Stored items
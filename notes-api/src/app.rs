use aide::scalar::Scalar;
use axum::{
    middleware::{self},
    response::IntoResponse,
    routing::get,
    Extension, Json, Router,
};
use std::sync::Arc;
use tower::ServiceBuilder;

use rand::Rng;
use serde_json::json;

use crate::{
    config,
    db::DB,
    errors::{self, on_error, ErrorResponse},
    openapi::{
        self,
        aide::axum::ApiRouter,
        OpenApi,
    },
    state::AppState,
};

pub struct AppParams<Router>
where
    Router: FnOnce(AppState) -> ApiRouter,
{
    pub db: DB,
    pub router: Router,
}

pub async fn create<R>(AppParams { db, router }: AppParams<R>) -> errors::Result<(Router, OpenApi)>
where
    R: FnOnce(AppState) -> ApiRouter,
{
    let mut api = OpenApi::default();

    let state = AppState { conn: db.clone() };

    let docs_router = axum::Router::new()
        .route(
            "/__docs__",
            get(Scalar::new("/__docs__/spec.json").with_title("Notes API").axum_handler()),
        )
        .route("/__docs__/spec.json", get(serve_docs));

    let app = ApiRouter::new()
        .route("/", get(welcome))
        .route("/__version__", get(version))
        .route("/__heartbeat__", get(heartbeat))
        .route("/__lbheartbeat__", get(lbheartbeat))
        .merge(docs_router)
        .merge(router(state))
        .finish_api_with(&mut api, |t| {
            t.title("Notes API")
                .default_response::<openapi::Json<ErrorResponse>>()
        })
        .layer(
            ServiceBuilder::new()
                .layer(Extension(db))
                .layer(Extension(Arc::new(api.clone())))
                .layer(middleware::from_fn(on_error)),
        );

    Ok((app, api))
}

async fn welcome() -> impl IntoResponse {
    Json(json!({ "message": "Welcome to Notes API" }))
}

async fn version() -> impl IntoResponse {
    let config = config();
    Json(json!({
        "source" : config.source,
        "version": config.version,
        "commit" : config.git_commit,
        "build"  : config.pipeline_id
    }))
}

async fn heartbeat() -> impl IntoResponse {
    let mut rng = rand::thread_rng();
    let random: u32 = rng.gen_range(0..=10000);

    Json(json!({
        "status" : "ok",
        "random": random,
    }))
}

async fn lbheartbeat() -> impl IntoResponse {
    ""
}

async fn serve_docs(Extension(api): Extension<Arc<OpenApi>>) -> impl IntoResponse {
    Json(api.as_ref()).into_response()
}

- Instructions for the task:
Give again, word for word, the records from their first line to the one with "use serde_json::json;", and leave out all else.

- Task solution:
filename notes-api/src/app.rs
use aide::scalar::Scalar;
use axum::{
    middleware::{self},
    response::IntoResponse,
    routing::get,
    Extension, Json, Router,
};
use std::sync::Arc;
use tower::ServiceBuilder;

use rand::Rng;
use serde_json::json;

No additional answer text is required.